Dogs often participate in research, historically in disease studies that have human applications, such as cancer. But there is also a growing interest in learning more about dog cognition. They make great research subjects because of the strong connection they have developed over time with humans, experts say.

“Dogs have this amazing convergence with us,” says Brian Hare, professor of evolutionary anthropology at Duke University, a longtime dog researcher and founder of the Duke Canine Cognition Center.

“We are so distantly related to dogs and yet, in some ways, we are more similar to dogs than to great apes,” he says. “This convergence means we can study dogs to learn more about ourselves — which is extraordinary, when you think about it.”

Duke’s dog research projects seek to gain a better understanding of dog psychology, how dogs process language, develop trusting relationships and form memories.

“Dogs are more than mere learning machines,” Hare says. “They have a rich understanding of their world, which allows them to be flexible problem solvers. Some of their skills even resemble those we see in young children.”

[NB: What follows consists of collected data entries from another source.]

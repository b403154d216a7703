//! Storage Layer
//!
//! Resolves the per-user directories the kiosk reads its settings from.

use anyhow::Result;
use std::path::PathBuf;

fn project_dirs() -> Result<directories::ProjectDirs> {
    directories::ProjectDirs::from("com", "idscan", "IdScanKiosk")
        .ok_or_else(|| anyhow::anyhow!("Could not determine home directory"))
}

/// Get the configuration directory, creating it if needed
pub fn get_config_dir() -> Result<PathBuf> {
    let config_dir = project_dirs()?.config_dir().to_path_buf();
    std::fs::create_dir_all(&config_dir)?;

    Ok(config_dir)
}

/// Default location of `config.toml`
pub fn default_config_path() -> Result<PathBuf> {
    Ok(get_config_dir()?.join("config.toml"))
}
//! Field extraction from raw OCR text
//!
//! Pulls the student number, the holder's name and the informational course
//! and year level out of the text read from one ID-card layout. Every field is
//! optional: a single OCR pass often catches only part of the card.

pub mod clean;
pub mod patterns;
pub mod rules;

use serde::Serialize;
use tracing::debug;

pub use clean::clean_special_characters;
pub use rules::{NameValidator, DEFAULT_EXCLUDED_LABELS};

use patterns::{COURSE_CODE, COURSE_LINE, STUDENT_NO, YEAR_LEVEL};

/// Partially accumulated card fields
#[derive(Debug, Clone, Default, PartialEq, Eq, Serialize)]
pub struct FieldRecord {
    student_no: Option<String>,
    name: Option<String>,
    course: Option<String>,
    year_level: Option<String>,
}

fn non_empty(value: Option<String>) -> Option<String> {
    value
        .map(|v| v.trim().to_string())
        .filter(|v| !v.is_empty())
}

impl FieldRecord {
    pub fn new(
        student_no: Option<String>,
        name: Option<String>,
        course: Option<String>,
        year_level: Option<String>,
    ) -> Self {
        Self {
            student_no: non_empty(student_no),
            name: non_empty(name),
            course: non_empty(course),
            year_level: non_empty(year_level),
        }
    }

    pub fn student_no(&self) -> Option<&str> {
        self.student_no.as_deref()
    }

    pub fn name(&self) -> Option<&str> {
        self.name.as_deref()
    }

    pub fn course(&self) -> Option<&str> {
        self.course.as_deref()
    }

    pub fn year_level(&self) -> Option<&str> {
        self.year_level.as_deref()
    }

    /// Copy every present field of `other` over this record.
    /// Returns whether anything changed.
    pub fn merge(&mut self, other: &FieldRecord) -> bool {
        let mut changed = false;
        for (slot, value) in [
            (&mut self.student_no, &other.student_no),
            (&mut self.name, &other.name),
            (&mut self.course, &other.course),
            (&mut self.year_level, &other.year_level),
        ] {
            if let Some(value) = value {
                if slot.as_ref() != Some(value) {
                    *slot = Some(value.clone());
                    changed = true;
                }
            }
        }
        changed
    }

    /// Both required fields present
    pub fn is_complete(&self) -> bool {
        self.student_no.is_some() && self.name.is_some()
    }

    /// At least one required field present
    pub fn has_identifier(&self) -> bool {
        self.student_no.is_some() || self.name.is_some()
    }

    pub fn is_empty(&self) -> bool {
        !self.has_identifier() && self.course.is_none() && self.year_level.is_none()
    }

    pub fn clear(&mut self) {
        *self = FieldRecord::default();
    }
}

/// Extraction settings
#[derive(Debug, Clone, PartialEq)]
pub struct ExtractionConfig {
    /// Labels that disqualify a name candidate
    pub excluded_labels: Vec<String>,
    /// Lines inspected after a bare `NAME` label
    pub name_lookahead: usize,
}

impl Default for ExtractionConfig {
    fn default() -> Self {
        Self {
            excluded_labels: DEFAULT_EXCLUDED_LABELS.iter().map(|s| s.to_string()).collect(),
            name_lookahead: 3,
        }
    }
}

/// Raw OCR text to [`FieldRecord`]
#[derive(Debug, Clone)]
pub struct FieldExtractor {
    validator: NameValidator,
    name_lookahead: usize,
}

impl Default for FieldExtractor {
    fn default() -> Self {
        Self::new(ExtractionConfig::default())
    }
}

impl FieldExtractor {
    pub fn new(config: ExtractionConfig) -> Self {
        let validator = NameValidator::new(config.excluded_labels);
        debug!(
            "Name validator excludes {} labels",
            validator.excluded_labels().len()
        );
        Self {
            validator,
            name_lookahead: config.name_lookahead,
        }
    }

    /// Extract whatever fields `raw_text` contains
    pub fn extract(&self, raw_text: &str) -> FieldRecord {
        let lines: Vec<&str> = raw_text
            .lines()
            .map(str::trim)
            .filter(|line| !line.is_empty())
            .collect();
        debug!("Extracting fields from {} OCR lines", lines.len());

        let record = FieldRecord::new(
            extract_student_no(raw_text),
            self.extract_name(&lines),
            extract_course(&lines),
            extract_year_level(&lines),
        );

        debug!(
            "Extracted student_no={:?} name={:?} course={:?} year={:?}",
            record.student_no(),
            record.name(),
            record.course(),
            record.year_level()
        );
        record
    }

    fn extract_name(&self, lines: &[&str]) -> Option<String> {
        let mut number_seen = false;

        for (i, line) in lines.iter().enumerate() {
            if STUDENT_NO.is_match(line) {
                number_seen = true;
            }

            if line.to_uppercase().contains("NAME") {
                let inline = line
                    .split_once(':')
                    .and_then(|(_, rest)| self.accept(rest));
                if inline.is_some() {
                    return inline;
                }

                let end = (i + 1 + self.name_lookahead).min(lines.len());
                if let Some(found) = lines[i + 1..end].iter().find_map(|next| self.accept(next)) {
                    return Some(found);
                }
            } else if number_seen {
                if let Some(found) = self.accept(line) {
                    return Some(found);
                }
            }
        }

        None
    }

    /// Cleaned candidate if it validates as a name
    fn accept(&self, candidate: &str) -> Option<String> {
        let cleaned = clean_special_characters(candidate);
        if self.validator.is_valid_name(&cleaned) {
            Some(cleaned)
        } else {
            None
        }
    }
}

/// First `dddd-dd` token anywhere in the text
pub fn extract_student_no(text: &str) -> Option<String> {
    STUDENT_NO.find(text).map(|m| m.as_str().to_string())
}

/// Course code after a `COURSE` label, else the first code anywhere
pub fn extract_course(lines: &[&str]) -> Option<String> {
    let upper: Vec<String> = lines.iter().map(|line| line.to_uppercase()).collect();

    for (i, line) in upper.iter().enumerate() {
        if line.contains("COURSE") {
            if let Some(next) = upper.get(i + 1) {
                if COURSE_LINE.is_match(next) {
                    return Some(next.clone());
                }
            }
        }
    }

    upper
        .iter()
        .find_map(|line| COURSE_CODE.find(line).map(|m| m.as_str().to_string()))
}

/// First year level such as `THIRD YEAR`, matched within a single line
pub fn extract_year_level(lines: &[&str]) -> Option<String> {
    lines.iter().find_map(|line| {
        YEAR_LEVEL
            .find(&line.to_uppercase())
            .map(|m| m.as_str().split_whitespace().collect::<Vec<_>>().join(" "))
    })
}
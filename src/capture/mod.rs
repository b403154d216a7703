//! Camera Capture Layer
//!
//! A [`CaptureSource`] wraps one opened camera device. Sources are created by a
//! [`DeviceProvider`] for a `(device index, backend)` pair, and the
//! [`AcquisitionManager`] layers device probing, backend fallback, read retries
//! and reconnects on top of them.

pub mod frame;
pub mod manager;
#[cfg(feature = "native-camera")]
pub mod native;
pub mod replay;

#[cfg(test)]
pub mod mock;

use serde::{Deserialize, Serialize};
use std::fmt;
use std::path::PathBuf;
use std::time::Duration;
use thiserror::Error;

pub use frame::Frame;
pub use manager::{AcquisitionConfig, AcquisitionManager};
pub use replay::ReplaySource;

/// Platform capture API used to open a device
#[derive(Debug, Clone, Copy, PartialEq, Eq, Hash, Serialize, Deserialize, clap::ValueEnum)]
#[serde(rename_all = "snake_case")]
#[value(rename_all = "snake_case")]
pub enum CaptureBackend {
    /// Let the platform layer pick
    Auto,
    /// Video4Linux2 (Linux)
    #[serde(rename = "video4linux")]
    #[value(name = "video4linux")]
    Video4Linux,
    /// Microsoft Media Foundation (Windows)
    MediaFoundation,
    /// AVFoundation (macOS)
    AvFoundation,
    /// Still images replayed from a directory
    Replay,
}

impl CaptureBackend {
    /// Default backend priority for native cameras
    pub fn default_priority() -> Vec<CaptureBackend> {
        vec![
            CaptureBackend::MediaFoundation,
            CaptureBackend::Video4Linux,
            CaptureBackend::AvFoundation,
            CaptureBackend::Auto,
        ]
    }
}

impl fmt::Display for CaptureBackend {
    fn fmt(&self, f: &mut fmt::Formatter<'_>) -> fmt::Result {
        let name = match self {
            CaptureBackend::Auto => "auto",
            CaptureBackend::Video4Linux => "video4linux",
            CaptureBackend::MediaFoundation => "media_foundation",
            CaptureBackend::AvFoundation => "av_foundation",
            CaptureBackend::Replay => "replay",
        };
        f.write_str(name)
    }
}

/// Whether the device behind a handle is currently held open
#[derive(Debug, Clone, Copy, PartialEq, Eq)]
pub enum HandleStatus {
    Open,
    Closed,
}

/// The camera currently owned by the acquisition manager
#[derive(Debug, Clone, PartialEq, Eq)]
pub struct CameraHandle {
    /// Device index the camera was opened at
    pub index: u32,
    /// Backend that successfully opened it
    pub backend: CaptureBackend,
    /// Open/closed status
    pub status: HandleStatus,
}

/// Errors raised by the capture layer
#[derive(Error, Debug)]
pub enum CaptureError {
    /// No responsive camera across all probed indices and backends
    #[error("no responsive camera found (probed {probed} device indices)")]
    NoDeviceFound { probed: u32 },

    /// Frames could not be read even after retrying and reconnecting
    #[error("failed to read a frame after {attempts} attempts and a reconnect")]
    ReadFailure { attempts: u32 },

    /// A device could not be opened with the given backend
    #[error("failed to open camera {index} with backend {backend}: {reason}")]
    Open {
        index: u32,
        backend: CaptureBackend,
        reason: String,
    },

    /// The backend reported an error while streaming
    #[cfg(any(test, feature = "native-camera"))]
    #[error("capture backend error: {0}")]
    Backend(String),

    /// The requested operation is not supported by this source
    #[error("unsupported: {0}")]
    Unsupported(String),

    /// Frame file could not be decoded
    #[error("image error: {0}")]
    Image(#[from] image::ImageError),

    /// I/O error
    #[error("I/O error: {0}")]
    Io(#[from] std::io::Error),
}

/// An opened camera device
pub trait CaptureSource {
    /// Grab the next frame. `Ok(None)` means the driver returned nothing.
    fn next_frame(&mut self) -> Result<Option<Frame>, CaptureError>;

    /// Ask the device for a capture resolution
    fn set_resolution(&mut self, width: u32, height: u32) -> Result<(), CaptureError>;

    /// Whether the device is still held open
    fn is_open(&self) -> bool;

    /// Release the device. Must be idempotent.
    fn release(&mut self);
}

/// Opens capture sources for a device index and backend
pub trait DeviceProvider {
    fn open(
        &mut self,
        index: u32,
        backend: CaptureBackend,
    ) -> Result<Box<dyn CaptureSource>, CaptureError>;
}

/// Device provider for the running system: native cameras (when compiled
/// with `native-camera`) and the replay backend.
#[derive(Debug, Clone, Default)]
pub struct SystemDevices {
    /// Directory replayed by the `replay` backend
    pub replay_dir: Option<PathBuf>,
    /// Delay between replayed frames
    pub replay_frame_interval: Duration,
}

impl SystemDevices {
    pub fn new(replay_dir: Option<PathBuf>, replay_frame_interval: Duration) -> Self {
        Self {
            replay_dir,
            replay_frame_interval,
        }
    }
}

impl DeviceProvider for SystemDevices {
    fn open(
        &mut self,
        index: u32,
        backend: CaptureBackend,
    ) -> Result<Box<dyn CaptureSource>, CaptureError> {
        match backend {
            CaptureBackend::Replay => {
                let dir = self.replay_dir.as_ref().ok_or_else(|| CaptureError::Open {
                    index,
                    backend,
                    reason: "no replay directory configured".to_string(),
                })?;
                // A replay directory is a single device
                if index != 0 {
                    return Err(CaptureError::Open {
                        index,
                        backend,
                        reason: "replay only provides device 0".to_string(),
                    });
                }
                let source = ReplaySource::open(dir, self.replay_frame_interval)?;
                Ok(Box::new(source))
            }
            native => open_native(index, native),
        }
    }
}

#[cfg(feature = "native-camera")]
fn open_native(
    index: u32,
    backend: CaptureBackend,
) -> Result<Box<dyn CaptureSource>, CaptureError> {
    Ok(Box::new(native::NativeCamera::open(index, backend)?))
}

#[cfg(not(feature = "native-camera"))]
fn open_native(
    index: u32,
    backend: CaptureBackend,
) -> Result<Box<dyn CaptureSource>, CaptureError> {
    Err(CaptureError::Open {
        index,
        backend,
        reason: "native camera support not compiled in (enable the `native-camera` feature)"
            .to_string(),
    })
}
//! Text normalization for name candidates

/// Keep ASCII letters, whitespace, `.`, `'` and `-`; collapse whitespace;
/// trim; strip leading and trailing `.` / `-`.
pub fn clean_special_characters(text: &str) -> String {
    let kept: String = text
        .chars()
        .filter(|c| c.is_ascii_alphabetic() || c.is_whitespace() || matches!(c, '.' | '\'' | '-'))
        .collect();

    let collapsed = kept.split_whitespace().collect::<Vec<_>>().join(" ");
    collapsed
        .trim_matches(|c| c == '.' || c == '-')
        .trim()
        .to_string()
}
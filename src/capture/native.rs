//! Native camera source backed by nokhwa
//!
//! Maps [`CaptureBackend`] onto nokhwa's platform APIs. Decoded frames are
//! copied out as packed RGB so the rest of the pipeline does not depend on
//! nokhwa's own `image` version.

use nokhwa::pixel_format::RgbFormat;
use nokhwa::utils::{ApiBackend, CameraIndex, RequestedFormat, RequestedFormatType, Resolution};
use nokhwa::Camera;
use tracing::debug;

use super::{CaptureBackend, CaptureError, CaptureSource, Frame};

/// An opened native camera stream
pub struct NativeCamera {
    camera: Camera,
    index: u32,
    open: bool,
}

impl NativeCamera {
    /// Open device `index` through `backend` and start streaming
    pub fn open(index: u32, backend: CaptureBackend) -> Result<Self, CaptureError> {
        let api = api_backend(backend).ok_or_else(|| CaptureError::Open {
            index,
            backend,
            reason: "not a native backend".to_string(),
        })?;

        let requested =
            RequestedFormat::new::<RgbFormat>(RequestedFormatType::AbsoluteHighestFrameRate);
        let mut camera = Camera::with_backend(CameraIndex::Index(index), requested, api)
            .map_err(|e| CaptureError::Open {
                index,
                backend,
                reason: e.to_string(),
            })?;
        camera.open_stream().map_err(|e| CaptureError::Open {
            index,
            backend,
            reason: e.to_string(),
        })?;

        Ok(Self {
            camera,
            index,
            open: true,
        })
    }
}

fn api_backend(backend: CaptureBackend) -> Option<ApiBackend> {
    match backend {
        CaptureBackend::Auto => Some(ApiBackend::Auto),
        CaptureBackend::Video4Linux => Some(ApiBackend::Video4Linux),
        CaptureBackend::MediaFoundation => Some(ApiBackend::MediaFoundation),
        CaptureBackend::AvFoundation => Some(ApiBackend::AVFoundation),
        CaptureBackend::Replay => None,
    }
}

impl CaptureSource for NativeCamera {
    fn next_frame(&mut self) -> Result<Option<Frame>, CaptureError> {
        if !self.open {
            return Ok(None);
        }

        let buffer = self
            .camera
            .frame()
            .map_err(|e| CaptureError::Backend(e.to_string()))?;
        let decoded = buffer
            .decode_image::<RgbFormat>()
            .map_err(|e| CaptureError::Backend(e.to_string()))?;

        let (width, height) = decoded.dimensions();
        Ok(Frame::from_rgb(decoded.into_raw(), width, height))
    }

    fn set_resolution(&mut self, width: u32, height: u32) -> Result<(), CaptureError> {
        self.camera
            .set_resolution(Resolution::new(width, height))
            .map_err(|e| CaptureError::Backend(e.to_string()))
    }

    fn is_open(&self) -> bool {
        self.open && self.camera.is_stream_open()
    }

    fn release(&mut self) {
        if self.open {
            self.open = false;
            if let Err(e) = self.camera.stop_stream() {
                debug!("Stopping camera {} stream failed: {}", self.index, e);
            }
        }
    }
}

impl Drop for NativeCamera {
    fn drop(&mut self) {
        self.release();
    }
}
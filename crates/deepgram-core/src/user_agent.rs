//! Identity string sent with every request.

use std::fmt;

use crate::{CoreError, Result};

/// Version of this library, fixed at compile time.
pub const LIBRARY_VERSION: &str = env!("CARGO_PKG_VERSION");

const LIBRARY_NAME: &str = "deepgram";
const PLATFORM_NAME: &str = "rust";
const UNKNOWN: &str = "unknown";

/// Placeholder vergen writes when it could not query rustc.
const VERGEN_PLACEHOLDER: &str = "VERGEN_IDEMPOTENT_OUTPUT";

/// Characters stripped from the platform version so it stays one token.
const STRIPPED: &[char] = &[' ', '/', ':', ';', '_', '(', ')'];

/// Version of the compiler this crate was built with, or `"unknown"`.
pub fn platform_version() -> String {
    let raw = option_env!("VERGEN_RUSTC_SEMVER")
        .filter(|v| *v != VERGEN_PLACEHOLDER)
        .unwrap_or(UNKNOWN);
    sanitize(raw)
}

/// The `deepgram/{version} rust/{version}` identity string.
pub fn user_agent() -> String {
    UserAgent {
        library_version: LIBRARY_VERSION.to_string(),
        platform_version: platform_version(),
    }
    .to_string()
}

fn sanitize(raw: &str) -> String {
    let cleaned: String = raw.chars().filter(|c| !STRIPPED.contains(c)).collect();
    if cleaned.is_empty() {
        UNKNOWN.to_string()
    } else {
        cleaned
    }
}

/// Identity string built from explicit version parts.
#[derive(Debug, Clone, PartialEq, Eq)]
pub struct UserAgent {
    library_version: String,
    platform_version: String,
}

impl UserAgent {
    /// Fails with [`CoreError::MetadataMissing`] when `library_version` is
    /// blank. Whitespace inside it is removed; the platform version is
    /// sanitized like the built-in one.
    pub fn new(library_version: &str, platform_version: &str) -> Result<Self> {
        let library_version: String = library_version
            .chars()
            .filter(|c| !c.is_whitespace())
            .collect();
        if library_version.is_empty() {
            return Err(CoreError::MetadataMissing);
        }
        Ok(Self {
            library_version,
            platform_version: sanitize(platform_version),
        })
    }

    pub fn library_version(&self) -> &str {
        &self.library_version
    }

    pub fn platform_version(&self) -> &str {
        &self.platform_version
    }
}

impl fmt::Display for UserAgent {
    fn fmt(&self, f: &mut fmt::Formatter<'_>) -> fmt::Result {
        write!(
            f,
            "{}/{} {}/{}",
            LIBRARY_NAME, self.library_version, PLATFORM_NAME, self.platform_version
        )
    }
}

#[cfg(test)]
mod tests {
    use super::*;

    /// Two space-separated `name/version` tokens without extra spaces.
    fn assert_identity_shape(agent: &str) {
        let tokens: Vec<&str> = agent.split(' ').collect();
        assert_eq!(tokens.len(), 2, "unexpected shape: {agent}");
        for token in tokens {
            let (name, version) = token.split_once('/').expect("missing slash");
            assert!(!name.is_empty(), "empty name in {agent}");
            assert!(!version.is_empty(), "empty version in {agent}");
        }
    }

    #[test]
    fn test_user_agent_shape() {
        let agent = user_agent();
        assert!(agent.starts_with(&format!("deepgram/{} rust/", LIBRARY_VERSION)));
        assert_identity_shape(&agent);
    }

    #[test]
    fn test_platform_version_is_one_token() {
        let version = platform_version();
        assert!(!version.is_empty());
        assert!(!version.contains(STRIPPED));
    }

    #[test]
    fn test_sanitize_strips_separators() {
        assert_eq!(sanitize(".NET Core 3.1.0"), ".NETCore3.1.0");
        assert_eq!(sanitize("1.80.0 (x86_64; linux/gnu: abc)"), "1.80.0x8664linuxgnuabc");
        assert_eq!(sanitize(" ()"), "unknown");
    }

    #[test]
    fn test_explicit_parts() {
        let agent = UserAgent::new("1.2.3", "1.89.0 (stable)").unwrap();
        assert_eq!(agent.to_string(), "deepgram/1.2.3 rust/1.89.0stable");
        assert_identity_shape(&agent.to_string());
    }

    #[test]
    fn test_missing_library_version() {
        assert!(matches!(
            UserAgent::new("  ", "1.89.0"),
            Err(CoreError::MetadataMissing)
        ));
    }
}
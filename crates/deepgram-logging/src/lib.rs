//! Logging facade for the Deepgram client crates.
//!
//! Library code never talks to a logging backend directly. Instead it asks
//! the registry for a [`LoggerHandle`] bound to a category and keeps it for
//! its lifetime. The backend is a pluggable [`LoggerFactory`]; until an
//! application installs one, every handle silently discards its records.

mod factory;
mod registry;

use std::fmt;
use std::sync::Arc;

pub use factory::{LoggerFactory, NullLoggerFactory, TracingLoggerFactory};
pub use registry::{LogContext, get_logger, set_factory};
use thiserror::Error;
pub use tracing::Level;
use tracing_subscriber::EnvFilter;

/// Environment variable holding the filter used by [`init_tracing`].
pub const LOG_ENV_VAR: &str = "DEEPGRAM_LOG";

/// Default log level
pub const DEFAULT_LOG_LEVEL: &str = "info";

/// `tracing` target of every event emitted by [`TracingLoggerFactory`].
pub const TRACING_TARGET: &str = "deepgram";

/// Errors a [`LoggerFactory`] can report when asked for a logger.
///
/// These never reach callers of [`get_logger`]; the registry substitutes a
/// null handle instead.
#[derive(Debug, Error)]
pub enum LoggerError {
    #[error("Logger backend unavailable: {0}")]
    Unavailable(String),

    #[error("Invalid logger category: {0:?}")]
    InvalidCategory(String),
}

/// A single log record handed to a [`Logger`].
#[derive(Debug, Clone, Copy)]
pub struct Record<'a> {
    level: Level,
    category: &'a str,
    args: fmt::Arguments<'a>,
}

impl<'a> Record<'a> {
    pub fn new(level: Level, category: &'a str, args: fmt::Arguments<'a>) -> Self {
        Self {
            level,
            category,
            args,
        }
    }

    pub fn level(&self) -> Level {
        self.level
    }

    pub fn category(&self) -> &'a str {
        self.category
    }

    pub fn args(&self) -> &fmt::Arguments<'a> {
        &self.args
    }
}

/// Backend side of a logger handle.
pub trait Logger: Send + Sync {
    /// Whether records at `level` would be emitted.
    fn enabled(&self, _level: Level) -> bool {
        true
    }

    /// Emit a record.
    fn log(&self, record: &Record<'_>);
}

/// Logger that discards everything.
#[derive(Debug, Default, Clone, Copy)]
pub struct NullLogger;

impl Logger for NullLogger {
    fn enabled(&self, _level: Level) -> bool {
        false
    }

    fn log(&self, _record: &Record<'_>) {}
}

/// Shared handle through which a component emits log records.
///
/// Cloning is cheap and clones share identity (see [`LoggerHandle::ptr_eq`]).
#[derive(Clone)]
pub struct LoggerHandle {
    category: Arc<str>,
    inner: Arc<dyn Logger>,
}

impl LoggerHandle {
    pub fn new(category: impl Into<Arc<str>>, logger: Arc<dyn Logger>) -> Self {
        Self {
            category: category.into(),
            inner: logger,
        }
    }

    /// A handle that drops every record.
    pub fn null(category: impl Into<Arc<str>>) -> Self {
        Self::new(category, Arc::new(NullLogger))
    }

    pub fn category(&self) -> &str {
        &self.category
    }

    pub fn is_enabled(&self, level: Level) -> bool {
        self.inner.enabled(level)
    }

    /// Returns true when both handles share the same backing logger.
    pub fn ptr_eq(&self, other: &Self) -> bool {
        Arc::ptr_eq(&self.inner, &other.inner)
    }

    pub fn log(&self, level: Level, args: fmt::Arguments<'_>) {
        if self.inner.enabled(level) {
            self.inner.log(&Record::new(level, &self.category, args));
        }
    }

    pub fn error(&self, message: impl fmt::Display) {
        self.log(Level::ERROR, format_args!("{message}"));
    }

    pub fn warn(&self, message: impl fmt::Display) {
        self.log(Level::WARN, format_args!("{message}"));
    }

    pub fn info(&self, message: impl fmt::Display) {
        self.log(Level::INFO, format_args!("{message}"));
    }

    pub fn debug(&self, message: impl fmt::Display) {
        self.log(Level::DEBUG, format_args!("{message}"));
    }

    pub fn trace(&self, message: impl fmt::Display) {
        self.log(Level::TRACE, format_args!("{message}"));
    }
}

impl fmt::Debug for LoggerHandle {
    fn fmt(&self, f: &mut fmt::Formatter<'_>) -> fmt::Result {
        f.debug_struct("LoggerHandle")
            .field("category", &self.category)
            .finish_non_exhaustive()
    }
}

/// Install a `tracing` fmt subscriber filtered by [`LOG_ENV_VAR`].
///
/// Records routed through [`TracingLoggerFactory`] all share the
/// [`TRACING_TARGET`] target, with the logger category in a `category`
/// field. Filter them by target, e.g. `DEEPGRAM_LOG=deepgram=debug`; a
/// directive naming a crate path such as `deepgram_usage=debug` matches
/// nothing. Event fields cannot be used in filter directives.
///
/// Intended for binaries; libraries should leave subscriber setup to the
/// application. Returns false if a global subscriber was already set.
pub fn init_tracing() -> bool {
    tracing_subscriber::fmt()
        .with_env_filter(
            EnvFilter::try_from_env(LOG_ENV_VAR)
                .unwrap_or_else(|_| EnvFilter::new(DEFAULT_LOG_LEVEL)),
        )
        .try_init()
        .is_ok()
}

Similar canine perception study programs — which often use fun puzzles and games to test the dogs’ cognitive abilities — have begun in recent years at other academic sites, including Yale University, Arizona State University, Columbia University, the University of Florida, the University of Kentucky and Emory University.

These studies all rely on the willingness of owners to volunteer their pets. It’s an enjoyable outing for the dogs — and their humans, as well.

It was cool to see how my dogs did.

I had been concerned about the possibility of chaos, as Watson is a high-energy pup, easily overstimulated in new environments, and Raylan occasionally is anxious with strangers. I needn’t have worried. These scientists, accustomed to working with dogs, were patient and friendly. But a few unexpected mishaps have occurred with other dogs, they say.

One dog, fearful of shiny floors, didn’t want to walk down the hallway to the testing booth. Another dog thought the voice behind the wall belonged to a real human, and “almost knocked down the facility trying to get to the ‘person,’ ” Newman recalls. Her own dog, a Scottish deerhound, “basically just laid down and didn’t pay any attention at all,” Newman says, laughing. “She failed.”

But, for the most part, the dogs have a good time, especially since each receives a treat, a squeaky toy and a “dog”torate certificate for participating.

“Most like being here,” Newman says. “There’s a lot of petting and wagging tails. It’s fun for them, and fun for us, as well.”